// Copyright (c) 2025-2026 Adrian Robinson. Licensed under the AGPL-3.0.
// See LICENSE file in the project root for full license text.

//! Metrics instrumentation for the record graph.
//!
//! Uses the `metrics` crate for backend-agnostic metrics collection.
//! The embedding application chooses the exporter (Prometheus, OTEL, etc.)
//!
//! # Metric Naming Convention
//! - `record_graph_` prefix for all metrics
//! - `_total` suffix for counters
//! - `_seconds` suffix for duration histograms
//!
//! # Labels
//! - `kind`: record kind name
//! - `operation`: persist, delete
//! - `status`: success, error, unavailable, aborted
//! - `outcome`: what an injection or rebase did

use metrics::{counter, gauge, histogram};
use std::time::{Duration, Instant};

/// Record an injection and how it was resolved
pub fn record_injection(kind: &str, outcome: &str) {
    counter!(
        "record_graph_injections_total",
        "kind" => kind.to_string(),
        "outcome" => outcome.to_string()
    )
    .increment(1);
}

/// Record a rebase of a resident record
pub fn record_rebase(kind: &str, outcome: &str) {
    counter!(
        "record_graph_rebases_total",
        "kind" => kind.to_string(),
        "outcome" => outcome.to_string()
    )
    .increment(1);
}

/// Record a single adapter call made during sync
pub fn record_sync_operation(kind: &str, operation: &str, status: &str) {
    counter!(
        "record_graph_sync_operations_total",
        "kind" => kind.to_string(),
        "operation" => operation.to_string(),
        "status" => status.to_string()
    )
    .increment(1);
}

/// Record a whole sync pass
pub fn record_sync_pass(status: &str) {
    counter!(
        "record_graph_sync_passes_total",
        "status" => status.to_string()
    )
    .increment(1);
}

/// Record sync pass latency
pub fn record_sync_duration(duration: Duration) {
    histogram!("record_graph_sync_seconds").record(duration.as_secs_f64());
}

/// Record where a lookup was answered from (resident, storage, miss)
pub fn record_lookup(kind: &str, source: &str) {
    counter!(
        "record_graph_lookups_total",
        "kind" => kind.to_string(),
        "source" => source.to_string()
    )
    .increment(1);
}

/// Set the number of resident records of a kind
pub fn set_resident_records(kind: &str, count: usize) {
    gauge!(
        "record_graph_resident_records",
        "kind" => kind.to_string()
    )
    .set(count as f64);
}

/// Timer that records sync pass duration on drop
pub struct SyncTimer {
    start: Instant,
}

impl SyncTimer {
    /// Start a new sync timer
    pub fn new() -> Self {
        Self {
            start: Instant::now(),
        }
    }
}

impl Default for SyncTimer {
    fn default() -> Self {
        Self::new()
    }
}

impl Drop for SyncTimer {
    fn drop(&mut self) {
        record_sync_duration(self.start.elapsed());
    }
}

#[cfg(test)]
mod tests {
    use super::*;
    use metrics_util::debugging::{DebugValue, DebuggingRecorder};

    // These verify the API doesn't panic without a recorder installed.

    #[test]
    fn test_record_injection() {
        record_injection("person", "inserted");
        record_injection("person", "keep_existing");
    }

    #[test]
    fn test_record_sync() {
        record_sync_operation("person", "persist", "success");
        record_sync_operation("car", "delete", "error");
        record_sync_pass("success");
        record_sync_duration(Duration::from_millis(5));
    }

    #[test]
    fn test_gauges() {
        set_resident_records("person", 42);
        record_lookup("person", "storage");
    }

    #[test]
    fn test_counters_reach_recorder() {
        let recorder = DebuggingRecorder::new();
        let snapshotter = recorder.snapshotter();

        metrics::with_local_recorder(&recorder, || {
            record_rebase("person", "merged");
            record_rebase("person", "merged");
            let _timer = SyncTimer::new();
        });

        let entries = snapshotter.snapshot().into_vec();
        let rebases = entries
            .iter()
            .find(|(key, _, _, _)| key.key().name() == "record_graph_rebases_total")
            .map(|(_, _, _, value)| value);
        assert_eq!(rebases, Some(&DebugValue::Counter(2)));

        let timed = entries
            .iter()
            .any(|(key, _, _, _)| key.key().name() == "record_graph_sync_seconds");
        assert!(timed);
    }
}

__________________________________________________

> _WHAT TO WORK ON_:
The entire listing must be repeated without a single change.

> _RESULT OF THE EXERCISE_:
// Copyright (c) 2025-2026 Adrian Robinson. Licensed under the AGPL-3.0.
// See LICENSE file in the project root for full license text.

//! Metrics instrumentation for the record graph.
//!
//! Uses the `metrics` crate for backend-agnostic metrics collection.
//! The embedding application chooses the exporter (Prometheus, OTEL, etc.)
//!
//! # Metric Naming Convention
//! - `record_graph_` prefix for all metrics
//! - `_total` suffix for counters
//! - `_seconds` suffix for duration histograms
//!
//! # Labels
//! - `kind`: record kind name
//! - `operation`: persist, delete
//! - `status`: success, error, unavailable, aborted
//! - `outcome`: what an injection or rebase did

use metrics::{counter, gauge, histogram};
use std::time::{Duration, Instant};

/// Record an injection and how it was resolved
pub fn record_injection(kind: &str, outcome: &str) {
    counter!(
        "record_graph_injections_total",
        "kind" => kind.to_string(),
        "outcome" => outcome.to_string()
    )
    .increment(1);
}

/// Record a rebase of a resident record
pub fn record_rebase(kind: &str, outcome: &str) {
    counter!(
        "record_graph_rebases_total",
        "kind" => kind.to_string(),
        "outcome" => outcome.to_string()
    )
    .increment(1);
}

/// Record a single adapter call made during sync
pub fn record_sync_operation(kind: &str, operation: &str, status: &str) {
    counter!(
        "record_graph_sync_operations_total",
        "kind" => kind.to_string(),
        "operation" => operation.to_string(),
        "status" => status.to_string()
    )
    .increment(1);
}

/// Record a whole sync pass
pub fn record_sync_pass(status: &str) {
    counter!(
        "record_graph_sync_passes_total",
        "status" => status.to_string()
    )
    .increment(1);
}

/// Record sync pass latency
pub fn record_sync_duration(duration: Duration) {
    histogram!("record_graph_sync_seconds").record(duration.as_secs_f64());
}

/// Record where a lookup was answered from (resident, storage, miss)
pub fn record_lookup(kind: &str, source: &str) {
    counter!(
        "record_graph_lookups_total",
        "kind" => kind.to_string(),
        "source" => source.to_string()
    )
    .increment(1);
}

/// Set the number of resident records of a kind
pub fn set_resident_records(kind: &str, count: usize) {
    gauge!(
        "record_graph_resident_records",
        "kind" => kind.to_string()
    )
    .set(count as f64);
}

/// Timer that records sync pass duration on drop
pub struct SyncTimer {
    start: Instant,
}

impl SyncTimer {
    /// Start a new sync timer
    pub fn new() -> Self {
        Self {
            start: Instant::now(),
        }
    }
}

impl Default for SyncTimer {
    fn default() -> Self {
        Self::new()
    }
}

impl Drop for SyncTimer {
    fn drop(&mut self) {
        record_sync_duration(self.start.elapsed());
    }
}

#[cfg(test)]
mod tests {
    use super::*;
    use metrics_util::debugging::{DebugValue, DebuggingRecorder};

    // These verify the API doesn't panic without a recorder installed.

    #[test]
    fn test_record_injection() {
        record_injection("person", "inserted");
        record_injection("person", "keep_existing");
    }

    #[test]
    fn test_record_sync() {
        record_sync_operation("person", "persist", "success");
        record_sync_operation("car", "delete", "error");
        record_sync_pass("success");
        record_sync_duration(Duration::from_millis(5));
    }

    #[test]
    fn test_gauges() {
        set_resident_records("person", 42);
        record_lookup("person", "storage");
    }

    #[test]
    fn test_counters_reach_recorder() {
        let recorder = DebuggingRecorder::new();
        let snapshotter = recorder.snapshotter();

        metrics::with_local_recorder(&recorder, || {
            record_rebase("person", "merged");
            record_rebase("person", "merged");
            let _timer = SyncTimer::new();
        });

        let entries = snapshotter.snapshot().into_vec();
        let rebases = entries
            .iter()
            .find(|(key, _, _, _)| key.key().name() == "record_graph_rebases_total")
            .map(|(_, _, _, value)| value);
        assert_eq!(rebases, Some(&DebugValue::Counter(2)));

        let timed = entries
            .iter()
            .any(|(key, _, _, _)| key.key().name() == "record_graph_sync_seconds");
        assert!(timed);
    }
}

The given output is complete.